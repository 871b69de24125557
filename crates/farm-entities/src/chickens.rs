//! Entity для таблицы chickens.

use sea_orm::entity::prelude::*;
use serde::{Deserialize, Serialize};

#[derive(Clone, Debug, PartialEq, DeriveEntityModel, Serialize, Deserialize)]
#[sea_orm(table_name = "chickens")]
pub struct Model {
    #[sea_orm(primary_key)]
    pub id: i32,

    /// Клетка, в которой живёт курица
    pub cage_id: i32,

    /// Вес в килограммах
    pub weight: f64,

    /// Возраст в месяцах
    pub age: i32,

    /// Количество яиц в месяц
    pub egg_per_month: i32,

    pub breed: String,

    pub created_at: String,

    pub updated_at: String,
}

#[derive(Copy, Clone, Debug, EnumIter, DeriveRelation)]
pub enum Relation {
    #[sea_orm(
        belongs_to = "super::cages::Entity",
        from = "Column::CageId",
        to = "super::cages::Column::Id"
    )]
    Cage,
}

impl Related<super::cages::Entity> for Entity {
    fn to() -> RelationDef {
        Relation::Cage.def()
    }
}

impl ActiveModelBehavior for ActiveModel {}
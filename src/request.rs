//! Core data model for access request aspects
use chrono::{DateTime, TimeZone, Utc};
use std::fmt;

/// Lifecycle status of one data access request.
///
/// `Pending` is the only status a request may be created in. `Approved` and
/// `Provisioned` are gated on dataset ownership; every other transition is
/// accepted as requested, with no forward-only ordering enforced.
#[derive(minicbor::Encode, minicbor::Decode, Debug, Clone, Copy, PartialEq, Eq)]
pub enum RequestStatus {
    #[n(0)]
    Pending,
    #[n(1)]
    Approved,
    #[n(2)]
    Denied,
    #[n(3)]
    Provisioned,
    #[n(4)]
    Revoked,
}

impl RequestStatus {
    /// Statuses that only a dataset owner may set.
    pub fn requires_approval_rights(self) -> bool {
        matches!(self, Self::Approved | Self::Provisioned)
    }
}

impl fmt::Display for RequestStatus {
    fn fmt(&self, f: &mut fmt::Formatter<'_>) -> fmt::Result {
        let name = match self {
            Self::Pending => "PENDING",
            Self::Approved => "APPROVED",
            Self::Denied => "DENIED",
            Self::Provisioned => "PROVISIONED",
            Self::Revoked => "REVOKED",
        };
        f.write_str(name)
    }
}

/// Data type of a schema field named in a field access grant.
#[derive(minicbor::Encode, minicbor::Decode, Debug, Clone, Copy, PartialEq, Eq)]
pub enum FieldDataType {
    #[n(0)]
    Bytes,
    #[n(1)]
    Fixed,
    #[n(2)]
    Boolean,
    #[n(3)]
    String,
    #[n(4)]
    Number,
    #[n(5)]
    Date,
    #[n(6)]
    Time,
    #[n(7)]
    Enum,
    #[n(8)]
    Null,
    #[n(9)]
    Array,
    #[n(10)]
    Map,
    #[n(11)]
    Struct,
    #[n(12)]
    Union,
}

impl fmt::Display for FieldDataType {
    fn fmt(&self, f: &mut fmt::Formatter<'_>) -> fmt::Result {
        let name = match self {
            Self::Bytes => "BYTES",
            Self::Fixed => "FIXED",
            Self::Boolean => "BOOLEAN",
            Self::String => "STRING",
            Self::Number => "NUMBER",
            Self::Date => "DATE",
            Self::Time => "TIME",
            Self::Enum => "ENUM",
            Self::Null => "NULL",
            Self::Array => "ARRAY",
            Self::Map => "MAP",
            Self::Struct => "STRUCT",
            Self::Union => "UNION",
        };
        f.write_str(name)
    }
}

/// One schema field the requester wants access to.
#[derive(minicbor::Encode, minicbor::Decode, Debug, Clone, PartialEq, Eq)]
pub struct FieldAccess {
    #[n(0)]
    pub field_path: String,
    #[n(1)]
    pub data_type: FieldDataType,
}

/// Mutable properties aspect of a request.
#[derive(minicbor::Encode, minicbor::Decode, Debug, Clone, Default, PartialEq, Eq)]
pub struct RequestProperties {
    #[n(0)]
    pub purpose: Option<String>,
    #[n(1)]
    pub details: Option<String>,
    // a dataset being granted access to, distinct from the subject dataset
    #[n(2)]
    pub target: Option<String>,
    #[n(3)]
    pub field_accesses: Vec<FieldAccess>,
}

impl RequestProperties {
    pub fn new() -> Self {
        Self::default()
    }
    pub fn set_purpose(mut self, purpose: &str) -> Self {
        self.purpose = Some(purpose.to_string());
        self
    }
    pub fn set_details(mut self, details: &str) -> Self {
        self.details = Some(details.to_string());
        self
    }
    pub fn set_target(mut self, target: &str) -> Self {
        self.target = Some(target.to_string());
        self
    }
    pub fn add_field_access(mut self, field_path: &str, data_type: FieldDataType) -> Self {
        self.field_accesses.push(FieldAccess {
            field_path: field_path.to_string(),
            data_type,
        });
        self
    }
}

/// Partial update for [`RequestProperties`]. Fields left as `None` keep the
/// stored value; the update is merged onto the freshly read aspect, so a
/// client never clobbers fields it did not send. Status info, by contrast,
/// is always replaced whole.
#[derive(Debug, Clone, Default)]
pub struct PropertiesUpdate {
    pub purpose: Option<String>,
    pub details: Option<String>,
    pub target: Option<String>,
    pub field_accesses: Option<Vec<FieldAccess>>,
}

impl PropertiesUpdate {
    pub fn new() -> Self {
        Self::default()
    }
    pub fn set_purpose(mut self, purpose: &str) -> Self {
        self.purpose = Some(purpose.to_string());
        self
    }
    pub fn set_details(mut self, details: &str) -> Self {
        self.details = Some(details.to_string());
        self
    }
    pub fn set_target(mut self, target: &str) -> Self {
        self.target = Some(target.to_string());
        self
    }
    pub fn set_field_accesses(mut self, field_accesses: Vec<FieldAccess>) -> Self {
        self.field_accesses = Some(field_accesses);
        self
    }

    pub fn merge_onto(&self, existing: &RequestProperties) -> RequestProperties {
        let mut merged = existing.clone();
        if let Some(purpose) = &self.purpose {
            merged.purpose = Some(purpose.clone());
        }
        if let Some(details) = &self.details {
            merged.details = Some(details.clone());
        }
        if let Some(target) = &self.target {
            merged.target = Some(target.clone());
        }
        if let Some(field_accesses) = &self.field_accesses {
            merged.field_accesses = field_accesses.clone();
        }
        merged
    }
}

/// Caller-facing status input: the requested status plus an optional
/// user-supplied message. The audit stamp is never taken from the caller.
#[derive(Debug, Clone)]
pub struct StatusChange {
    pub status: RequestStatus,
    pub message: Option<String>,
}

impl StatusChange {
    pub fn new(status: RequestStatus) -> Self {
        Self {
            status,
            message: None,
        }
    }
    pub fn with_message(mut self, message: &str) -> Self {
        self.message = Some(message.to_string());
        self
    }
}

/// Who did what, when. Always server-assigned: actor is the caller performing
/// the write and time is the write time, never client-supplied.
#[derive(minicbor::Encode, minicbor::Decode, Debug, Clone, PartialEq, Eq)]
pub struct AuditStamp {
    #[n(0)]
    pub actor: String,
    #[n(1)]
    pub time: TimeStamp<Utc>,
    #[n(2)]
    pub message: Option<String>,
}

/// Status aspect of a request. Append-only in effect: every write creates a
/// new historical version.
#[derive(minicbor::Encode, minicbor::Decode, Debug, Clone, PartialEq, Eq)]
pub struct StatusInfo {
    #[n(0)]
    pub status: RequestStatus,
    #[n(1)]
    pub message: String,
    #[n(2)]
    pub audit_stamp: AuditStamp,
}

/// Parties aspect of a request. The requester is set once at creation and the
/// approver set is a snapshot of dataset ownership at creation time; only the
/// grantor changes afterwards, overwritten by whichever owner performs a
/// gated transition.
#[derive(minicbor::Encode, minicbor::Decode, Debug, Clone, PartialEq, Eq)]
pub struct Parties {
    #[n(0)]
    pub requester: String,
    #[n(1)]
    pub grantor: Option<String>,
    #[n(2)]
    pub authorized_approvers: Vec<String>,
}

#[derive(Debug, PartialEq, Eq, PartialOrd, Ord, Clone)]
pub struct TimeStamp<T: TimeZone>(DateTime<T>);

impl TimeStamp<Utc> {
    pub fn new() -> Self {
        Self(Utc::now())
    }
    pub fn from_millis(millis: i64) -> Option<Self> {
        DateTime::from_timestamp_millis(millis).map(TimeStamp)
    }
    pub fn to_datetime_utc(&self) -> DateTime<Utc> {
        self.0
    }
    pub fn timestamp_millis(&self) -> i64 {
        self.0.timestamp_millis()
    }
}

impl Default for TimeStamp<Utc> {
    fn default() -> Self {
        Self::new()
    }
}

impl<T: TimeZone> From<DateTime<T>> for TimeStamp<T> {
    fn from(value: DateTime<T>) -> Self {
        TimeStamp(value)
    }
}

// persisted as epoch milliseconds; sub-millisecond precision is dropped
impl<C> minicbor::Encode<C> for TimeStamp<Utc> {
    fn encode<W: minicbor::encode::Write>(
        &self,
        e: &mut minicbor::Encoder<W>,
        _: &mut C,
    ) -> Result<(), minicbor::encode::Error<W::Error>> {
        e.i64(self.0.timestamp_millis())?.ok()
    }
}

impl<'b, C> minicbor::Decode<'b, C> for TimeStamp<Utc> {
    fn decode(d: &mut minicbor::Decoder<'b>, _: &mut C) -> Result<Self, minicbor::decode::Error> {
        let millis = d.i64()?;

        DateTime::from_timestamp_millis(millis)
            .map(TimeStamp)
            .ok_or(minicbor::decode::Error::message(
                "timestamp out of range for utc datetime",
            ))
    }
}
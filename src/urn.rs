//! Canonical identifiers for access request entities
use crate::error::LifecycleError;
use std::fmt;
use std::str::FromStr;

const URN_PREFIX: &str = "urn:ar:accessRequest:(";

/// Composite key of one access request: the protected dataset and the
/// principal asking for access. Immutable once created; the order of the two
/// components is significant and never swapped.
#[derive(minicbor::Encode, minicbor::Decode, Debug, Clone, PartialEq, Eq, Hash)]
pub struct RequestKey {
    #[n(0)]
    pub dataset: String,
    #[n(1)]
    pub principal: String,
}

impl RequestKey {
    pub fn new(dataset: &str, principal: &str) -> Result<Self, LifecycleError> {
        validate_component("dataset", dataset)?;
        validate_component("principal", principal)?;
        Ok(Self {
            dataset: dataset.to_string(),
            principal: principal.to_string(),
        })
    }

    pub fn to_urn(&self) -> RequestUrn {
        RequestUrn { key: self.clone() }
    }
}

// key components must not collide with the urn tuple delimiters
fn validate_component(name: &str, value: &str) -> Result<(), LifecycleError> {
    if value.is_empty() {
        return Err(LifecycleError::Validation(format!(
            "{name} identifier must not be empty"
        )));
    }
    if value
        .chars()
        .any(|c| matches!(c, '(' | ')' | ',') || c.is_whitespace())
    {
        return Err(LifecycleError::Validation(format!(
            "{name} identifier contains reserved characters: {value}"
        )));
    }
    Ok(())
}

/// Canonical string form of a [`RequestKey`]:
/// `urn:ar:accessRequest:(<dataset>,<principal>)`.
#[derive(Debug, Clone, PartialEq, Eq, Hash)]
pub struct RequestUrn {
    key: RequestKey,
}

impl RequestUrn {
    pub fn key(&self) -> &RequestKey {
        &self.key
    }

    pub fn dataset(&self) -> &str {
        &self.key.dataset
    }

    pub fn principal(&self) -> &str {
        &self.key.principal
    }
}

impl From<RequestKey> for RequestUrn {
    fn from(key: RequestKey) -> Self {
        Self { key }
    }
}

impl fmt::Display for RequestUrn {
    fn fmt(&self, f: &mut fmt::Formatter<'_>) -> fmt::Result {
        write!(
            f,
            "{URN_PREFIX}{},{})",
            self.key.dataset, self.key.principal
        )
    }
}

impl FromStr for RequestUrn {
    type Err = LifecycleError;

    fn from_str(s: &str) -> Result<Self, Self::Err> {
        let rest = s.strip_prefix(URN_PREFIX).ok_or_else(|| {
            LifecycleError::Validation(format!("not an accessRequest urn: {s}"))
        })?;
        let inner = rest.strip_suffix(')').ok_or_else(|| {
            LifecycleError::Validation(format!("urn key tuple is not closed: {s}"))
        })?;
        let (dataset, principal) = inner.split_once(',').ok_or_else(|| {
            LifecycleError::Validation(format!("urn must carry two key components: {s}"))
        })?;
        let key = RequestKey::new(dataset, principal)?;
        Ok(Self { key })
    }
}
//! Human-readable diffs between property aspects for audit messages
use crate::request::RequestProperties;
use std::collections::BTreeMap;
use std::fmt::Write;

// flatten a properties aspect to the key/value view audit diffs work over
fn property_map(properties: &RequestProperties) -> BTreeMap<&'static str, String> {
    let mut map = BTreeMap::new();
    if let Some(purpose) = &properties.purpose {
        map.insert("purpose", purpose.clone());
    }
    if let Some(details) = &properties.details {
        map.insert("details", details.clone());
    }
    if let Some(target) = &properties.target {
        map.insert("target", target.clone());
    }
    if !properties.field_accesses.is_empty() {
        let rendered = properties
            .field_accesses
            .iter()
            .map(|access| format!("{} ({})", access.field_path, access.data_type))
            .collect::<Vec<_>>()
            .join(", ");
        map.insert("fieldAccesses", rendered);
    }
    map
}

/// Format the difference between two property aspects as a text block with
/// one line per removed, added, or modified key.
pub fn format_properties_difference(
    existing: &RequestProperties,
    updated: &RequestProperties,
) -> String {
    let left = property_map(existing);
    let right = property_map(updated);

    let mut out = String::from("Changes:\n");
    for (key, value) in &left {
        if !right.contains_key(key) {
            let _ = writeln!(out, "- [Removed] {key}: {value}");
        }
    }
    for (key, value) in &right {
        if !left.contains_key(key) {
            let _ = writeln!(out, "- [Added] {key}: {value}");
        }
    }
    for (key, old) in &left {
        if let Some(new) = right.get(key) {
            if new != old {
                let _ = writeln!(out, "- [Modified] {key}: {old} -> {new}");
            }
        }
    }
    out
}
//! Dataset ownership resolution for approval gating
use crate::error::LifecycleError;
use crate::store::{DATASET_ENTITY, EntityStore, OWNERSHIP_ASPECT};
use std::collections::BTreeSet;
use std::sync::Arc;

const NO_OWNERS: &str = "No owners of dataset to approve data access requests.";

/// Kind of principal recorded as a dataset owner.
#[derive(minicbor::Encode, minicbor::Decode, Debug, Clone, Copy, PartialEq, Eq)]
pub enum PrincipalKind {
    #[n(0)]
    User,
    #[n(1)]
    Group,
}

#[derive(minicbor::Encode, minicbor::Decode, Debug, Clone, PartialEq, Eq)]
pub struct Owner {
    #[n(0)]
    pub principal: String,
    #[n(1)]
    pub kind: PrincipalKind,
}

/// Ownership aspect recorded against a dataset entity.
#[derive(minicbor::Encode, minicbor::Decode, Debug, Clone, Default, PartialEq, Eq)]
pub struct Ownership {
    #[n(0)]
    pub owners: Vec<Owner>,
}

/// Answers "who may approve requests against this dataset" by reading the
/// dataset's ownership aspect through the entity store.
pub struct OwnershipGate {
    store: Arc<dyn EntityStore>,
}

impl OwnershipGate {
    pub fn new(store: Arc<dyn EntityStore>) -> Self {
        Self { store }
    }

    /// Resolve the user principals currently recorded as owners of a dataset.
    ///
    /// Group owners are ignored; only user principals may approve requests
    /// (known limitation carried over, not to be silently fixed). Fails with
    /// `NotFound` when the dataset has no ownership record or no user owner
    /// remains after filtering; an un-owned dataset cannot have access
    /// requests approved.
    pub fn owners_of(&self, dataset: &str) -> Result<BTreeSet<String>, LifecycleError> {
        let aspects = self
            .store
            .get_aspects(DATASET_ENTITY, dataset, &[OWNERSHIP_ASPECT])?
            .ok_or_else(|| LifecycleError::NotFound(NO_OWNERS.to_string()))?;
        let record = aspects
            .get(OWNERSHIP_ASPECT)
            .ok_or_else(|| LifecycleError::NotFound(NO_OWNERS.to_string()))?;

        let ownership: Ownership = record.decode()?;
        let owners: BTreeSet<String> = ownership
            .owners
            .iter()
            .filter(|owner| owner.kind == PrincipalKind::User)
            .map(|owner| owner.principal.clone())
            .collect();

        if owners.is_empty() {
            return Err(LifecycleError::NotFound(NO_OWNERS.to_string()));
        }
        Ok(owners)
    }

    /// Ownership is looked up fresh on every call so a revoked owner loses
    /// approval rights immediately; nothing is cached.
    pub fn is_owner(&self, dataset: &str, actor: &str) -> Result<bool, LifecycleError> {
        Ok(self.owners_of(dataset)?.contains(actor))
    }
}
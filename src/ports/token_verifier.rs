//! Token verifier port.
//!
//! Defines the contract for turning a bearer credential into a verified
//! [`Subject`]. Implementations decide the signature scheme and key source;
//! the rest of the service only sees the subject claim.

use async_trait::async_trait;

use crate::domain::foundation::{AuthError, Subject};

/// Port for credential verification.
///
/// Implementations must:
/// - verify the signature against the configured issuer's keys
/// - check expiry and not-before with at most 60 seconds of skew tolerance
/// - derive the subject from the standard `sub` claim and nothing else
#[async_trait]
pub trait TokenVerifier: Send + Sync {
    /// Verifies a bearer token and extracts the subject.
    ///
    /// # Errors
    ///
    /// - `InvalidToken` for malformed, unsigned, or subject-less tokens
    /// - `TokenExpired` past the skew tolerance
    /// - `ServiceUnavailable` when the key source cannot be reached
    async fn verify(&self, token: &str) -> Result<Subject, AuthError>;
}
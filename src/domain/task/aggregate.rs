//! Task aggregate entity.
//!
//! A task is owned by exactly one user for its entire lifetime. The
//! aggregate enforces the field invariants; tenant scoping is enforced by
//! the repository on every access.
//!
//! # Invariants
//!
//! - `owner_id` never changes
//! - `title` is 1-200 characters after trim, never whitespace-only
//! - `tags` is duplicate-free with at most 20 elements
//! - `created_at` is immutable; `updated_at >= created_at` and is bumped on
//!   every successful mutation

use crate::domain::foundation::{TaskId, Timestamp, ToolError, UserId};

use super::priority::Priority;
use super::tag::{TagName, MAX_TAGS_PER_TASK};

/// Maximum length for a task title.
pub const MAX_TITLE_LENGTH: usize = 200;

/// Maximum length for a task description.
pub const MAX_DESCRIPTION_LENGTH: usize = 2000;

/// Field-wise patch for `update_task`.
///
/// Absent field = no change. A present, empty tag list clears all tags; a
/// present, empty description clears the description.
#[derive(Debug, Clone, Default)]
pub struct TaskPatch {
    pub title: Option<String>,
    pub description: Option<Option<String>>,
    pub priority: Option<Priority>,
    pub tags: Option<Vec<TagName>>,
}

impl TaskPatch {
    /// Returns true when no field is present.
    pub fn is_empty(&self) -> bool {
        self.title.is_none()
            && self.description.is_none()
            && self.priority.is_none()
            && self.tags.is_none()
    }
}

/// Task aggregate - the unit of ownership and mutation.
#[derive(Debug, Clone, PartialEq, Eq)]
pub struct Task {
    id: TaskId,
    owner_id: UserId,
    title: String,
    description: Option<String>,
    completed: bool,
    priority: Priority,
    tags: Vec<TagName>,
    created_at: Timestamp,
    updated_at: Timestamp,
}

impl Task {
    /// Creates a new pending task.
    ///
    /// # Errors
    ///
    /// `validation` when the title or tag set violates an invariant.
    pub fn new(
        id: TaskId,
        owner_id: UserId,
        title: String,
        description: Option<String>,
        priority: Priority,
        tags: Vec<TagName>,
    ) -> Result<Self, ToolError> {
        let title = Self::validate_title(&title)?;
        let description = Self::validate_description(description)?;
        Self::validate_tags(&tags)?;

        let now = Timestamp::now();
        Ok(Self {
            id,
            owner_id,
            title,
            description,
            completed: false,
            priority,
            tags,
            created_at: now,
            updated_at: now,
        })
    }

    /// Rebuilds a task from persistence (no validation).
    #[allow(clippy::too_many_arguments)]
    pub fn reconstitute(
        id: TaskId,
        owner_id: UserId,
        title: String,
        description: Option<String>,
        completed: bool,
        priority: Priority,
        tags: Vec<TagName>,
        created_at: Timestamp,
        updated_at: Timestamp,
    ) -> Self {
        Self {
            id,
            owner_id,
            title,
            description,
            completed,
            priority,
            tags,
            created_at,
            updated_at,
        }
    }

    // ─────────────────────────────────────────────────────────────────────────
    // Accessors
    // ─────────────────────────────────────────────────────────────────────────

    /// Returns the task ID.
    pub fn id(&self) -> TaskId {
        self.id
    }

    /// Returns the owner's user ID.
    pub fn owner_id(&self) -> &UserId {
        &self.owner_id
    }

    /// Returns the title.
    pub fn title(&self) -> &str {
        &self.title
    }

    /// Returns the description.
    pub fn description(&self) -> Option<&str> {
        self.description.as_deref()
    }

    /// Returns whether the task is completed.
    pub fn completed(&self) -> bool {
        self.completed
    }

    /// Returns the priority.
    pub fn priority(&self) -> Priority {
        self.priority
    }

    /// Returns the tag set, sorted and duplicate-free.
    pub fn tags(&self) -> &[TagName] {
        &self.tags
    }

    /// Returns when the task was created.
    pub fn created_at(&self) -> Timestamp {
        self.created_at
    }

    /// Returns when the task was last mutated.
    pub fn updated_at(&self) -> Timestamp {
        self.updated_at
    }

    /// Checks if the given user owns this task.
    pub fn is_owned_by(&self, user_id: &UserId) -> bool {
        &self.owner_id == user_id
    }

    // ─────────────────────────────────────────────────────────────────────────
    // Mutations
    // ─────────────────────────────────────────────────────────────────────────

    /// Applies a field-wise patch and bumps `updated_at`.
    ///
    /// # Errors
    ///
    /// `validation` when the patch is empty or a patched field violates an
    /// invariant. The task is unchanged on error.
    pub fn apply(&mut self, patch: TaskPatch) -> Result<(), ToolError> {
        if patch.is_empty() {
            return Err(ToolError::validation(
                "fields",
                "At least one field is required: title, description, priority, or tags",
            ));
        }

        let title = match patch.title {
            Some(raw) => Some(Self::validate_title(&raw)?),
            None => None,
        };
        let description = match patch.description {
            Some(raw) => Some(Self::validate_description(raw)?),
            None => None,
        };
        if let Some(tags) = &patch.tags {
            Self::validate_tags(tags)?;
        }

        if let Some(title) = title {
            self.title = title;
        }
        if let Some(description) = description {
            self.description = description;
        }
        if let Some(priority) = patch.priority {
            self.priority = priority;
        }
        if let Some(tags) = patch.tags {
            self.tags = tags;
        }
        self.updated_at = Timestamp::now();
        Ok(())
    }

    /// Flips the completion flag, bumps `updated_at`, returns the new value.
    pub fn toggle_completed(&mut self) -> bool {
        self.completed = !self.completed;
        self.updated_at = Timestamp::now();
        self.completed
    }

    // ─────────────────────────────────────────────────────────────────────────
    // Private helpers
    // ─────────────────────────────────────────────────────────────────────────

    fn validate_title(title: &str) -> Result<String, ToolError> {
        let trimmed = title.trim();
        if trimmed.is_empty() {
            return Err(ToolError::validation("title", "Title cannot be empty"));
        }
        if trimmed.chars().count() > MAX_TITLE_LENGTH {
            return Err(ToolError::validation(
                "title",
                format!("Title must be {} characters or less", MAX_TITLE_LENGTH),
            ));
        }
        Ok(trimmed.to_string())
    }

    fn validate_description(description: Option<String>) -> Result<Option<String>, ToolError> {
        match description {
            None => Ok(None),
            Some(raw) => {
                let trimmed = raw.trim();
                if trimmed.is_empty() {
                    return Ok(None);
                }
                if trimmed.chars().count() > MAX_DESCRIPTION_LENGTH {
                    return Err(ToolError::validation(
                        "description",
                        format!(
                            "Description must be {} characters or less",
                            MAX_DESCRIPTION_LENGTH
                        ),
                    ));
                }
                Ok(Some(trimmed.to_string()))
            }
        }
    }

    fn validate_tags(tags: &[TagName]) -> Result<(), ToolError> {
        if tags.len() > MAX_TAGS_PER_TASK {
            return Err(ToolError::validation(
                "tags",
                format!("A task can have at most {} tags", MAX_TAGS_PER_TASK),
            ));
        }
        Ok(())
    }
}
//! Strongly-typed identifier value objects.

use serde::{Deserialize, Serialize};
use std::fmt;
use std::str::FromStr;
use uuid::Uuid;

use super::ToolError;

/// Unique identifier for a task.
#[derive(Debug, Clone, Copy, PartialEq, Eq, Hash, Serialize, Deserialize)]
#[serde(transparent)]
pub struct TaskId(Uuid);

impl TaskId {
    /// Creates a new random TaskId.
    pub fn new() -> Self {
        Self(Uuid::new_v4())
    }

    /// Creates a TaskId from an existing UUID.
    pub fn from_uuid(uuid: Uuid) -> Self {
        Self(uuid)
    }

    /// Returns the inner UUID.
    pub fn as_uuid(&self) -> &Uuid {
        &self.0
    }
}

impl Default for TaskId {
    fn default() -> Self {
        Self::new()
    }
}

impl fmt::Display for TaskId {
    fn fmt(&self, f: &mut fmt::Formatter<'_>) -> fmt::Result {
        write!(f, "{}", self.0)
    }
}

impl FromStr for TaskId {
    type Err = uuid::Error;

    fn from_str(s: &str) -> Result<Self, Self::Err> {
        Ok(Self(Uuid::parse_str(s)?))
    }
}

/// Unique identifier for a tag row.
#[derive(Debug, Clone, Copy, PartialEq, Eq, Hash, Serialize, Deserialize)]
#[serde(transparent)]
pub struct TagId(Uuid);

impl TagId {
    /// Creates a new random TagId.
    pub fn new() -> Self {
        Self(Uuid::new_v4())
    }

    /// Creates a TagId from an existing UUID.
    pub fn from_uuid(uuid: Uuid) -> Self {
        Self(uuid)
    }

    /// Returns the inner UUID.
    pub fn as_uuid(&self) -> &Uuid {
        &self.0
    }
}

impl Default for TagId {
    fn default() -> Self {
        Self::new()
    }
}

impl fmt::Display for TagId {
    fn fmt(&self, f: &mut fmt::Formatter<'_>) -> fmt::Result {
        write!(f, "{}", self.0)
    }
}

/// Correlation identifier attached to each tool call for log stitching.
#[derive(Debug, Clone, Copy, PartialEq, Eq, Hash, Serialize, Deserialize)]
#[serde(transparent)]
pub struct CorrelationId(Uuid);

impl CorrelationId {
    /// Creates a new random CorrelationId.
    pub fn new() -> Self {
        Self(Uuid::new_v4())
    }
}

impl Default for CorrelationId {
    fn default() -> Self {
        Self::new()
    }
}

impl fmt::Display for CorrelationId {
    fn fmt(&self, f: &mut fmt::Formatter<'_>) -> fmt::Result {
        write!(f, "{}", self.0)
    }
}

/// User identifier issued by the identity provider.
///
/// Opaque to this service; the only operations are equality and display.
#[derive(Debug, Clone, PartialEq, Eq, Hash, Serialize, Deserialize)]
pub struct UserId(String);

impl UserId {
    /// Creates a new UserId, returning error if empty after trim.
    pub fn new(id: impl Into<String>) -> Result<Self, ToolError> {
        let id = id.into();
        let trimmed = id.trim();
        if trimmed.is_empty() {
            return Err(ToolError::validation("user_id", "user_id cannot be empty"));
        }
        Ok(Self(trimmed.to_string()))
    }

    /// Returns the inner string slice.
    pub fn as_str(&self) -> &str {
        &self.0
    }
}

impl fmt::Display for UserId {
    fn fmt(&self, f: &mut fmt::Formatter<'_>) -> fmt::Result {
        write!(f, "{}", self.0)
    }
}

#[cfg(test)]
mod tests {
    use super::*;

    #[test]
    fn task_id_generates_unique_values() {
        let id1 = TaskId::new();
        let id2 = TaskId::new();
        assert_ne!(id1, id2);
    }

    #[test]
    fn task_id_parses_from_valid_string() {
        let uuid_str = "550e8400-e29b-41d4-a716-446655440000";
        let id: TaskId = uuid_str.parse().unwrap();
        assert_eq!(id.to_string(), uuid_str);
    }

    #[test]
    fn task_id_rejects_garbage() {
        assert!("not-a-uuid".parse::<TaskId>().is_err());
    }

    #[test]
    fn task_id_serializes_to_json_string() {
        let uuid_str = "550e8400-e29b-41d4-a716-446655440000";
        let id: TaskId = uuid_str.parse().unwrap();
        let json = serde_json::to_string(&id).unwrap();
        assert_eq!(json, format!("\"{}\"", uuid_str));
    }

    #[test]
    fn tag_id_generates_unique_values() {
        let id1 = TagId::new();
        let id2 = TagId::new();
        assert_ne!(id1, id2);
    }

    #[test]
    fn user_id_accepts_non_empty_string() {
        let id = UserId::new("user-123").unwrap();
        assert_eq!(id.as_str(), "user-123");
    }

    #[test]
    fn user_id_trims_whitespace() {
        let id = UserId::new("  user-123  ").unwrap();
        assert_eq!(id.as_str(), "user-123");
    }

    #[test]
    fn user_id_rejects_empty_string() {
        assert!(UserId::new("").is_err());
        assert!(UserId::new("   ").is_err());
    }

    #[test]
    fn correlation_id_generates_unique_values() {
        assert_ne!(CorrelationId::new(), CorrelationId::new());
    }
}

▶ _Your goal_
Print exactly the lines of the listing above starting at the line containing "impl Related<super::cages::Entity> for" and ending at the line containing "pub enum RequestStatus", both included.

▶ _Solution for this problem_
impl Related<super::cages::Entity> for Entity {
    fn to() -> RelationDef {
        Relation::Cage.def()
    }
}

impl ActiveModelBehavior for ActiveModel {}
filename src/request.rs
//! Core data model for access request aspects
use chrono::{DateTime, TimeZone, Utc};
use std::fmt;

/// Lifecycle status of one data access request.
///
/// `Pending` is the only status a request may be created in. `Approved` and
/// `Provisioned` are gated on dataset ownership; every other transition is
/// accepted as requested, with no forward-only ordering enforced.
#[derive(minicbor::Encode, minicbor::Decode, Debug, Clone, Copy, PartialEq, Eq)]
pub enum RequestStatus {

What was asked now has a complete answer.